Saved entries:
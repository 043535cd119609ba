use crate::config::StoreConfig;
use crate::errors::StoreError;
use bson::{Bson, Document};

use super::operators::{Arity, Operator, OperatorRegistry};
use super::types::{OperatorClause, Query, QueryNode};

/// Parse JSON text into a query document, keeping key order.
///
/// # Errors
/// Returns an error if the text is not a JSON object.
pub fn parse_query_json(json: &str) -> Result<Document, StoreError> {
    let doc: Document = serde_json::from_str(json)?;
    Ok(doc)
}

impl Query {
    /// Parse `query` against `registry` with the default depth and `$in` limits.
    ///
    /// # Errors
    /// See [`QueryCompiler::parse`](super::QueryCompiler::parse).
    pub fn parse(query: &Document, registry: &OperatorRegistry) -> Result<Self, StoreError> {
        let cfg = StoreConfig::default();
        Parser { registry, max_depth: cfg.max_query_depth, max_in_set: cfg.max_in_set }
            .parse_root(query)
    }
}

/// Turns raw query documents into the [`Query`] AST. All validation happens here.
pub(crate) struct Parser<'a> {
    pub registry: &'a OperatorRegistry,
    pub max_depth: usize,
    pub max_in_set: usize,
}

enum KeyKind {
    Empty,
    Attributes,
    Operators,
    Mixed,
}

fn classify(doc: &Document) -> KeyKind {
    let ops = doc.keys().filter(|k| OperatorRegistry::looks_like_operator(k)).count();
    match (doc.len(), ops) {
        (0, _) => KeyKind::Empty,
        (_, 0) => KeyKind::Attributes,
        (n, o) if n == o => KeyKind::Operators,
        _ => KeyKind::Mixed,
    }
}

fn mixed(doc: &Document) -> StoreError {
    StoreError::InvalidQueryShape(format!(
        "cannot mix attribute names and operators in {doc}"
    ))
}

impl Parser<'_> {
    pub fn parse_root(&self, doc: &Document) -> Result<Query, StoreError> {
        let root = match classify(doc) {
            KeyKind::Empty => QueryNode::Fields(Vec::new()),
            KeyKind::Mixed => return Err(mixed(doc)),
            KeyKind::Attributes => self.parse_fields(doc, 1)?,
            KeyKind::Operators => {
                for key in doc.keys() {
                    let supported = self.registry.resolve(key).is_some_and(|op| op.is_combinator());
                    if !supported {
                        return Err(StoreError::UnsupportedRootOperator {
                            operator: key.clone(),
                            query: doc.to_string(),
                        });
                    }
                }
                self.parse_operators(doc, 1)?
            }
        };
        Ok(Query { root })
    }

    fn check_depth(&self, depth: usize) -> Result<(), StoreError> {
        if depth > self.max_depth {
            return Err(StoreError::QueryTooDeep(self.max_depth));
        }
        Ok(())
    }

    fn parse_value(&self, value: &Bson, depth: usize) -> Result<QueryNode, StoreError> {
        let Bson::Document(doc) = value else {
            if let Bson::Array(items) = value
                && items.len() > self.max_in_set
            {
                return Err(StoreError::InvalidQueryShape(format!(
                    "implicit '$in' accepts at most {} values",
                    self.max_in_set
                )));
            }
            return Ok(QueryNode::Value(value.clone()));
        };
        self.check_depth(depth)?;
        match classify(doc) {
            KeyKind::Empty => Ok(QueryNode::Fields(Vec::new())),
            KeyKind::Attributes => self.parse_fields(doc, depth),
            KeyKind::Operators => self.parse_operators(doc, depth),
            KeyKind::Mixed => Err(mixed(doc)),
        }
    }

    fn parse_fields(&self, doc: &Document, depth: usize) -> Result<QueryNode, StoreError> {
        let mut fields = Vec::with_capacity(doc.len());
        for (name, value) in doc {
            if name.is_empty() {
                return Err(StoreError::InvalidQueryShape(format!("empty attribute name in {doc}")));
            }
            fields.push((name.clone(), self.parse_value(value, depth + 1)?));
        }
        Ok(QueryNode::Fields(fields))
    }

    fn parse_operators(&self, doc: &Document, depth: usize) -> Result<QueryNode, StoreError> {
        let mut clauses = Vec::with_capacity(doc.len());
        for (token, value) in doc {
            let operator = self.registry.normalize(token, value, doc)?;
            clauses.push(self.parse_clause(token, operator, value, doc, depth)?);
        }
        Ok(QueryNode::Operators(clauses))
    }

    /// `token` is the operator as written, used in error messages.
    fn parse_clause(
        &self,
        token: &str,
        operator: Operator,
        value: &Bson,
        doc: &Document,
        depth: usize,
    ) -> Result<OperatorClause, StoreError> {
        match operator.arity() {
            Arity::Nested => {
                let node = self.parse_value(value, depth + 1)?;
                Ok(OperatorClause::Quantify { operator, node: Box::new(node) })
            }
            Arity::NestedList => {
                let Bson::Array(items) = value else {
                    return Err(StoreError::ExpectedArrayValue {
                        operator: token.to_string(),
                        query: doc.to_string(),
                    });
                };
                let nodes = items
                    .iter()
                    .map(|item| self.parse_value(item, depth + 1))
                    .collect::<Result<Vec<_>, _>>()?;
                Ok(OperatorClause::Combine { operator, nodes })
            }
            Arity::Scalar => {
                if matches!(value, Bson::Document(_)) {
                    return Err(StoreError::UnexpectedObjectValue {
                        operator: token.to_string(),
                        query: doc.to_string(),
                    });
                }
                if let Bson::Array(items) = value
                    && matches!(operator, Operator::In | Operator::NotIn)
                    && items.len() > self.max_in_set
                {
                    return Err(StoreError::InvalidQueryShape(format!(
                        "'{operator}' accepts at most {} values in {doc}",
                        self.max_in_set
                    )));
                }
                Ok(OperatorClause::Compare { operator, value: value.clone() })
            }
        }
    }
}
...
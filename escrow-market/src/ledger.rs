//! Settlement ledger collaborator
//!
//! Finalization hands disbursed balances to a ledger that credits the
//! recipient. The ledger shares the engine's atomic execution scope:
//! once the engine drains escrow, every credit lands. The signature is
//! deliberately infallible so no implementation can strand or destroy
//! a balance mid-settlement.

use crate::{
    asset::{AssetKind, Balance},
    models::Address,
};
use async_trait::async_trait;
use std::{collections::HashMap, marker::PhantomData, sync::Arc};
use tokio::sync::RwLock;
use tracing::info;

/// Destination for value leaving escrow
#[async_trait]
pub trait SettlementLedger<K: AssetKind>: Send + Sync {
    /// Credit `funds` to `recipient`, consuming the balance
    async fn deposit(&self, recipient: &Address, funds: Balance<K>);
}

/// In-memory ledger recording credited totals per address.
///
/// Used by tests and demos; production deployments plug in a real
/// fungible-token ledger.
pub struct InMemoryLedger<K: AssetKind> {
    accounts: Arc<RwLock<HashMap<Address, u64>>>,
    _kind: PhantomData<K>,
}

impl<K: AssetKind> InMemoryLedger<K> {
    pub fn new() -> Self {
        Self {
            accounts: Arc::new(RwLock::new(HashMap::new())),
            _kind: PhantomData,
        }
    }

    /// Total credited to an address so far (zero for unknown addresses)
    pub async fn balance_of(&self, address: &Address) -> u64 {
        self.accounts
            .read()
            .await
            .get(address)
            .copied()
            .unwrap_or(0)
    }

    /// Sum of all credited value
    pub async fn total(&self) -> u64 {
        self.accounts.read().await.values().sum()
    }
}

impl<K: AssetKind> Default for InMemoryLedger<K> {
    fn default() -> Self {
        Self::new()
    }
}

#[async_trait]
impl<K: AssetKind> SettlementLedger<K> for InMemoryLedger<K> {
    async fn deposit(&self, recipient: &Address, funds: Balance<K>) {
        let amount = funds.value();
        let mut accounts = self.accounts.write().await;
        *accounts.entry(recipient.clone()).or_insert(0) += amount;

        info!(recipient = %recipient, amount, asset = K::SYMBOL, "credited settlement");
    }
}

■ WHAT YOU SHOULD DO: Your answer should consist solely of the lines above from the line with "operator, node: Box::new(node)" to the line with "Operator::In | Operator::NotIn)", both included, reproduced exactly.

■ YOUR RESPONSE:
                Ok(OperatorClause::Quantify { operator, node: Box::new(node) })
            }
            Arity::NestedList => {
                let Bson::Array(items) = value else {
                    return Err(StoreError::ExpectedArrayValue {
                        operator: token.to_string(),
                        query: doc.to_string(),
                    });
                };
                let nodes = items
                    .iter()
                    .map(|item| self.parse_value(item, depth + 1))
                    .collect::<Result<Vec<_>, _>>()?;
                Ok(OperatorClause::Combine { operator, nodes })
            }
            Arity::Scalar => {
                if matches!(value, Bson::Document(_)) {
                    return Err(StoreError::UnexpectedObjectValue {
                        operator: token.to_string(),
                        query: doc.to_string(),
                    });
                }
                if let Bson::Array(items) = value
                    && matches!(operator, Operator::In | Operator::NotIn)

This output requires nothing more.